So you have a travel book and know all the standard sites?
Here are some that are a little less usual.
Lincoln's Cottage at the Old Soldier's home - located in the north end of the city, this is where the Lincoln family (and four other presidents) spent time in the summer, before you could helicopter in from Camp David. It was on a hill with good breezes. The Museum and tour has just opened this year, and it's a fantastic visit, and there is a lot to do; LOTS of interactive exhibits. Good for kids.
There are a number of great National Park service sites in the city. Two that are lesser known, but important to African American History are the Frederick Douglass Home in Anacostia (you can get there safely on metro and the bus) and the Mary McLeod Bethune house. And if you get a chance, get out to Lincoln Park and see the statue dedicated to her. Walk back through the beautiful and very fancy Capitol Hill neighborhood, or head south to the farmer's market at Eastern Market.
The National Cathedral (Gothic), the National Shrine (Byzantine) and the National Islamic Center (Islamic) are three houses of worship with incredible architecture, which are of great interest. There is a great view from the cathedral, if the day is nice. Women must cover their heads and dress modestly for the Islamic Center.
Check out the lesser known Smithsonian museums. For example, the Freer and Sackler galleries of Asian Art, the Museum of African Art. It's big, but the National Museum of the American Indian is my favorite Smithsonian Museum, fascinating, with a great multimedia presentation to see, great gift shops and the best museum restaurant in Washington.
While it's a little expensive and busy, the Spy Museum is fascinating, and really geared to the teenagers. And while you are going to slightly out of the mainstream museum, do NOT skip the US Holocaust Memorial museum. We took our kids (youngest 15) when we visited Germany (in preparation for visiting Auschwitz in Poland and Buchenwald. ) It is moving and insightful, and helps kids understand an event that is really getting more and more abstract as survivors die.
Visit some of the neighborhoods, where great food can be had, and where neighborhood tours are available as part of cultural tourism DC. Shaw/U Street is the Jazz capital of Washington, you can eat at Ben's Chili bowl, a washington institution, across the street from the metro station, visit the African American Civil War Memorial and Museum and listen to live Jazz at bohemian caverns in the evening.
You can go to Adams Morgan, a multi-ethnic, diverse neighborhood, eat Mexican at Lauriol Plaza, or, even better, try Ethiopian cuisine at Meskerem or Fasika's and explore a new way of eating. There are tons of fascinating shopes along here and in the Dupont Circle area.
You can visit chinatown, very close to the mall and with tons of inexpensive restaurants from all over the world (Chinatown is only it's latest incarnation - this neighborhood hosted German and Italian immigrants before the Chinese). The nearby Penn Quarter is the theatre district of Washington, complete with (at 7th and D) a half price ticket outlet. You might take your family to see something half price at the kennedy center.

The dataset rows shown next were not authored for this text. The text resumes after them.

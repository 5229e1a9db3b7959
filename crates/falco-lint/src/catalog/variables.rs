//! The predefined variable table.
//!
//! Each entry records the variable's type and the phases in which it can be
//! read, written and unset, plus whether it carries the fuzzy string-view
//! capability (usable where a STRING is required despite its declared
//! type). The entries are curated from the Fastly variable surface; the
//! string-view set is explicit per entry, never inferred.

use crate::phase::Phase;
use crate::types::VclType;

const RECV: u16 = Phase::Recv as u16;
const HASH: u16 = Phase::Hash as u16;
const HIT: u16 = Phase::Hit as u16;
const MISS: u16 = Phase::Miss as u16;
const PASS: u16 = Phase::Pass as u16;
const FETCH: u16 = Phase::Fetch as u16;
const ERROR: u16 = Phase::Error as u16;
const DELIVER: u16 = Phase::Deliver as u16;
const LOG: u16 = Phase::Log as u16;

const ALL: u16 = RECV | HASH | HIT | MISS | PASS | FETCH | ERROR | DELIVER | LOG;
const BACKEND_REQ: u16 = MISS | PASS | FETCH;
const CLIENT_RESP: u16 = DELIVER | LOG;
const CACHED_OBJ: u16 = HIT | ERROR | DELIVER;
const NONE: u16 = 0;

/// A predefined variable.
#[derive(Debug, Clone, Copy)]
pub struct VariableEntry {
    /// Dotted variable name.
    pub name: &'static str,
    /// Declared type.
    pub ty: VclType,
    /// Phases the variable is readable in.
    pub get: u16,
    /// Phases the variable is writable in.
    pub set: u16,
    /// Phases the variable can be unset in.
    pub unset: u16,
    /// Fuzzy string-view capability.
    pub string_view: bool,
}

const fn read(name: &'static str, ty: VclType, get: u16) -> VariableEntry {
    VariableEntry {
        name,
        ty,
        get,
        set: NONE,
        unset: NONE,
        string_view: false,
    }
}

const fn read_write(name: &'static str, ty: VclType, get: u16, set: u16) -> VariableEntry {
    VariableEntry {
        name,
        ty,
        get,
        set,
        unset: NONE,
        string_view: false,
    }
}

const fn fuzzy(mut entry: VariableEntry) -> VariableEntry {
    entry.string_view = true;
    entry
}

/// An HTTP header family: every `<prefix>NAME` access is a STRING header
/// with these permissions.
#[derive(Debug, Clone, Copy)]
pub struct HeaderFamily {
    /// Variable prefix including the trailing dot (`req.http.`).
    pub prefix: &'static str,
    /// Phases the headers are readable in.
    pub get: u16,
    /// Phases the headers are writable in.
    pub set: u16,
    /// Phases the headers can be unset in.
    pub unset: u16,
}

/// The HTTP header wildcard families.
pub const HEADER_FAMILIES: &[HeaderFamily] = &[
    HeaderFamily {
        prefix: "req.http.",
        get: ALL,
        set: ALL,
        unset: ALL,
    },
    HeaderFamily {
        prefix: "bereq.http.",
        get: BACKEND_REQ,
        set: BACKEND_REQ,
        unset: BACKEND_REQ,
    },
    HeaderFamily {
        prefix: "beresp.http.",
        get: FETCH,
        set: FETCH,
        unset: FETCH,
    },
    HeaderFamily {
        prefix: "obj.http.",
        get: CACHED_OBJ,
        set: ERROR,
        unset: ERROR,
    },
    HeaderFamily {
        prefix: "resp.http.",
        get: CLIENT_RESP,
        set: CLIENT_RESP,
        unset: CLIENT_RESP,
    },
];

/// Valid bucket windows for `ratecounter.<name>.bucket.<window>`.
pub const BUCKET_DURATIONS: &[&str] = &["10s", "20s", "30s", "40s", "50s", "60s"];

/// The predefined variable entries.
pub const VARIABLES: &[VariableEntry] = &[
    // ----- request -----
    fuzzy(read_write("req.backend", VclType::Backend, ALL, ALL)),
    fuzzy(read("req.backend.healthy", VclType::Bool, ALL)),
    fuzzy(read("req.backend.is_cluster", VclType::Bool, ALL)),
    fuzzy(read("req.backend.is_origin", VclType::Bool, ALL)),
    fuzzy(read("req.backend.is_shield", VclType::Bool, ALL)),
    read("req.body", VclType::String, RECV | HASH | HIT | MISS | PASS | ERROR),
    read("req.body.base64", VclType::String, RECV | HASH | HIT | MISS | PASS | ERROR),
    read("req.digest", VclType::String, ALL),
    read_write("req.enable_range_on_pass", VclType::Bool, RECV, RECV),
    read_write("req.enable_segmented_caching", VclType::Bool, RECV, RECV),
    read_write("req.esi", VclType::Bool, RECV | FETCH | DELIVER | ERROR, RECV | FETCH | DELIVER | ERROR),
    read("req.esi_level", VclType::Integer, ALL),
    read_write("req.hash", VclType::String, HASH, HASH),
    read_write("req.hash_always_miss", VclType::Bool, RECV, RECV),
    read_write("req.hash_ignore_busy", VclType::Bool, RECV, RECV),
    read("req.is_background_fetch", VclType::Bool, ALL),
    read("req.is_clustering", VclType::Bool, ALL),
    read("req.is_esi_subreq", VclType::Bool, ALL),
    fuzzy(read("req.is_ipv6", VclType::Bool, ALL)),
    read("req.is_purge", VclType::Bool, ALL),
    fuzzy(read("req.is_ssl", VclType::Bool, ALL)),
    read_write("req.max_stale_if_error", VclType::Rtime, ALL, ALL),
    read_write("req.max_stale_while_revalidate", VclType::Rtime, ALL, ALL),
    read_write("req.method", VclType::String, ALL, ALL),
    read("req.postbody", VclType::String, RECV | HASH | HIT | MISS | PASS | ERROR),
    read("req.proto", VclType::String, ALL),
    read("req.protocol", VclType::String, ALL),
    read_write("req.request", VclType::String, ALL, ALL),
    fuzzy(read("req.restarts", VclType::Integer, ALL)),
    read("req.topurl", VclType::String, ALL),
    read_write("req.url", VclType::String, ALL, ALL),
    read("req.url.basename", VclType::String, ALL),
    read("req.url.dirname", VclType::String, ALL),
    read("req.url.ext", VclType::String, ALL),
    read("req.url.path", VclType::String, ALL),
    read("req.url.qs", VclType::String, ALL),
    read("req.vcl", VclType::String, ALL),
    read("req.vcl.generation", VclType::Integer, ALL),
    read("req.vcl.version", VclType::Integer, ALL),
    read("req.xid", VclType::String, ALL),
    // ----- backend request -----
    read_write("bereq.between_bytes_timeout", VclType::Rtime, BACKEND_REQ, MISS | PASS),
    read_write("bereq.connect_timeout", VclType::Rtime, BACKEND_REQ, MISS | PASS),
    read_write("bereq.first_byte_timeout", VclType::Rtime, BACKEND_REQ, MISS | PASS),
    read_write("bereq.method", VclType::String, BACKEND_REQ, MISS | PASS),
    read_write("bereq.request", VclType::String, BACKEND_REQ, MISS | PASS),
    read_write("bereq.url", VclType::String, BACKEND_REQ, MISS | PASS),
    read("bereq.url.basename", VclType::String, BACKEND_REQ),
    read("bereq.url.dirname", VclType::String, BACKEND_REQ),
    read("bereq.url.ext", VclType::String, BACKEND_REQ),
    read("bereq.url.path", VclType::String, BACKEND_REQ),
    read("bereq.url.qs", VclType::String, BACKEND_REQ),
    // ----- backend response -----
    read("beresp.backend.ip", VclType::Ip, FETCH),
    read("beresp.backend.name", VclType::String, FETCH),
    fuzzy(read("beresp.backend.port", VclType::Integer, FETCH)),
    read_write("beresp.cacheable", VclType::Bool, FETCH, FETCH),
    read_write("beresp.do_esi", VclType::Bool, FETCH, FETCH),
    read_write("beresp.do_stream", VclType::Bool, FETCH, FETCH),
    read_write("beresp.grace", VclType::Rtime, FETCH, FETCH),
    read_write("beresp.gzip", VclType::Bool, FETCH, FETCH),
    read_write("beresp.hipaa", VclType::Bool, FETCH, FETCH),
    read_write("beresp.pci", VclType::Bool, FETCH, FETCH),
    read_write("beresp.response", VclType::String, FETCH, FETCH),
    read_write("beresp.saintmode", VclType::Rtime, FETCH, FETCH),
    read_write("beresp.stale_if_error", VclType::Rtime, FETCH, FETCH),
    read_write("beresp.stale_while_revalidate", VclType::Rtime, FETCH, FETCH),
    read_write("beresp.status", VclType::Integer, FETCH, FETCH),
    read_write("beresp.ttl", VclType::Rtime, FETCH, FETCH),
    read("beresp.used_alternate_path_to_origin", VclType::Bool, FETCH),
    // ----- cached object -----
    read("obj.age", VclType::Rtime, CACHED_OBJ),
    read("obj.cacheable", VclType::Bool, HIT),
    read("obj.entered", VclType::Rtime, HIT),
    read("obj.grace", VclType::Rtime, HIT),
    fuzzy(read("obj.hits", VclType::Integer, HIT | DELIVER)),
    read("obj.is_pci", VclType::Bool, HIT),
    read("obj.lastuse", VclType::Rtime, HIT),
    read_write("obj.response", VclType::String, ERROR, ERROR),
    read("obj.stale_if_error", VclType::Rtime, HIT),
    read("obj.stale_while_revalidate", VclType::Rtime, HIT),
    read_write("obj.status", VclType::Integer, HIT | ERROR, ERROR),
    read_write("obj.ttl", VclType::Rtime, HIT, HIT),
    // ----- client response -----
    read("resp.body_size", VclType::Integer, CLIENT_RESP),
    read("resp.bytes_written", VclType::Integer, LOG),
    read("resp.completed", VclType::Bool, LOG),
    read("resp.is_locally_generated", VclType::Bool, CLIENT_RESP),
    read_write("resp.proto", VclType::String, CLIENT_RESP, DELIVER),
    read_write("resp.response", VclType::String, CLIENT_RESP, DELIVER),
    read_write("resp.status", VclType::Integer, CLIENT_RESP, DELIVER),
    read("resp.stale", VclType::Bool, CLIENT_RESP),
    read("resp.stale.is_error", VclType::Bool, CLIENT_RESP),
    read("resp.stale.is_revalidating", VclType::Bool, CLIENT_RESP),
    // ----- client -----
    read("client.as.name", VclType::String, ALL),
    fuzzy(read("client.as.number", VclType::Integer, ALL)),
    read("client.bot.name", VclType::String, ALL),
    read("client.bot.score", VclType::Integer, ALL),
    read("client.browser.name", VclType::String, ALL),
    read("client.browser.version", VclType::String, ALL),
    fuzzy(read("client.class.bot", VclType::Bool, ALL)),
    fuzzy(read("client.class.browser", VclType::Bool, ALL)),
    read("client.display.height", VclType::Integer, ALL),
    read("client.display.width", VclType::Integer, ALL),
    read("client.geo.area_code", VclType::Integer, ALL),
    read("client.geo.city", VclType::String, ALL),
    read("client.geo.city.ascii", VclType::String, ALL),
    read("client.geo.city.latin1", VclType::String, ALL),
    read("client.geo.city.utf8", VclType::String, ALL),
    read("client.geo.conn_speed", VclType::String, ALL),
    read("client.geo.continent_code", VclType::String, ALL),
    read("client.geo.country_code", VclType::String, ALL),
    read("client.geo.country_code3", VclType::String, ALL),
    read("client.geo.country_name", VclType::String, ALL),
    read("client.geo.country_name.ascii", VclType::String, ALL),
    read("client.geo.country_name.latin1", VclType::String, ALL),
    read("client.geo.country_name.utf8", VclType::String, ALL),
    read_write("client.geo.ip_override", VclType::String, ALL, ALL),
    fuzzy(read("client.geo.latitude", VclType::Float, ALL)),
    fuzzy(read("client.geo.longitude", VclType::Float, ALL)),
    read("client.geo.metro_code", VclType::Integer, ALL),
    read("client.geo.postal_code", VclType::String, ALL),
    read("client.geo.region", VclType::String, ALL),
    read("client.identified", VclType::Bool, ALL),
    read_write("client.identity", VclType::String, ALL, ALL),
    fuzzy(read("client.ip", VclType::Ip, ALL)),
    read("client.os.name", VclType::String, ALL),
    read("client.os.version", VclType::String, ALL),
    read("client.platform.ereader", VclType::Bool, ALL),
    read("client.platform.gameconsole", VclType::Bool, ALL),
    read("client.platform.hwtype", VclType::String, ALL),
    fuzzy(read("client.platform.mobile", VclType::Bool, ALL)),
    read("client.platform.smarttv", VclType::Bool, ALL),
    read("client.platform.tablet", VclType::Bool, ALL),
    read("client.platform.tvplayer", VclType::Bool, ALL),
    fuzzy(read("client.port", VclType::Integer, ALL)),
    read("client.requests", VclType::Integer, ALL),
    read_write("client.socket.cwnd", VclType::Integer, ALL, ALL),
    read("client.socket.nexthop", VclType::Ip, ALL),
    read("client.socket.pace", VclType::Integer, ALL),
    fuzzy(read("client.socket.ploss", VclType::Float, ALL)),
    read("client.socket.tcpi_advmss", VclType::Integer, ALL),
    read("client.socket.tcpi_rcv_mss", VclType::Integer, ALL),
    read("client.socket.tcpi_rtt", VclType::Integer, ALL),
    read("client.socket.tcpi_rttvar", VclType::Integer, ALL),
    read("client.socket.tcpi_snd_cwnd", VclType::Integer, ALL),
    // ----- server -----
    read("server.datacenter", VclType::String, ALL),
    read("server.hostname", VclType::String, ALL),
    read("server.identity", VclType::String, ALL),
    fuzzy(read("server.ip", VclType::Ip, ALL)),
    fuzzy(read("server.port", VclType::Integer, ALL)),
    read("server.region", VclType::String, ALL),
    // ----- fastly -----
    read("fastly.error", VclType::String, ERROR),
    read("fastly.ff.visits_this_service", VclType::Integer, ALL),
    read("fastly_info.h2.fingerprint", VclType::String, ALL),
    read("fastly_info.h2.is_push", VclType::Bool, ALL),
    read("fastly_info.h2.stream_id", VclType::Integer, ALL),
    read("fastly_info.is_cluster_edge", VclType::Bool, ALL),
    read("fastly_info.is_cluster_shield", VclType::Bool, ALL),
    fuzzy(read("fastly_info.is_h2", VclType::Bool, ALL)),
    fuzzy(read("fastly_info.is_h3", VclType::Bool, ALL)),
    read("fastly_info.state", VclType::String, ALL),
    // ----- tls -----
    read("tls.client.cipher", VclType::String, ALL),
    read("tls.client.ciphers_list", VclType::String, ALL),
    read("tls.client.ciphers_sha", VclType::String, ALL),
    read("tls.client.ja3_md5", VclType::String, ALL),
    read("tls.client.protocol", VclType::String, ALL),
    read("tls.client.servername", VclType::String, ALL),
    read("tls.client.tlsexts_list", VclType::String, ALL),
    read("tls.client.tlsexts_sha", VclType::String, ALL),
    // ----- time -----
    fuzzy(read("now", VclType::Time, ALL)),
    read("now.sec", VclType::String, ALL),
    read("time.elapsed", VclType::Rtime, ALL),
    read("time.elapsed.msec", VclType::String, ALL),
    read("time.elapsed.sec", VclType::String, ALL),
    read("time.elapsed.usec", VclType::String, ALL),
    read("time.end", VclType::Time, CLIENT_RESP),
    read("time.end.msec", VclType::String, CLIENT_RESP),
    read("time.end.sec", VclType::String, CLIENT_RESP),
    read("time.start", VclType::Time, ALL),
    read("time.start.msec", VclType::String, ALL),
    read("time.start.sec", VclType::String, ALL),
    read("time.to_first_byte", VclType::Rtime, CLIENT_RESP),
    // ----- workspace & stale -----
    read("stale.exists", VclType::Bool, FETCH | ERROR | DELIVER),
    read("workspace.bytes_free", VclType::Integer, ALL),
    read("workspace.bytes_total", VclType::Integer, ALL),
    read("workspace.overflowed", VclType::Bool, ALL),
];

There are a number of house museums that will be interesting. The Decatur House is on Lafayette square near the White House, The Old Stone House is in Georgetown, but the great one is Hillwood Museum and Gardens near the Van Ness Metro Station. Marjorie Merriweather Post lived here in the Spring and Fall, and turned the house into a museum of her many Russian and French. artifacts, and the gardens are exquisite.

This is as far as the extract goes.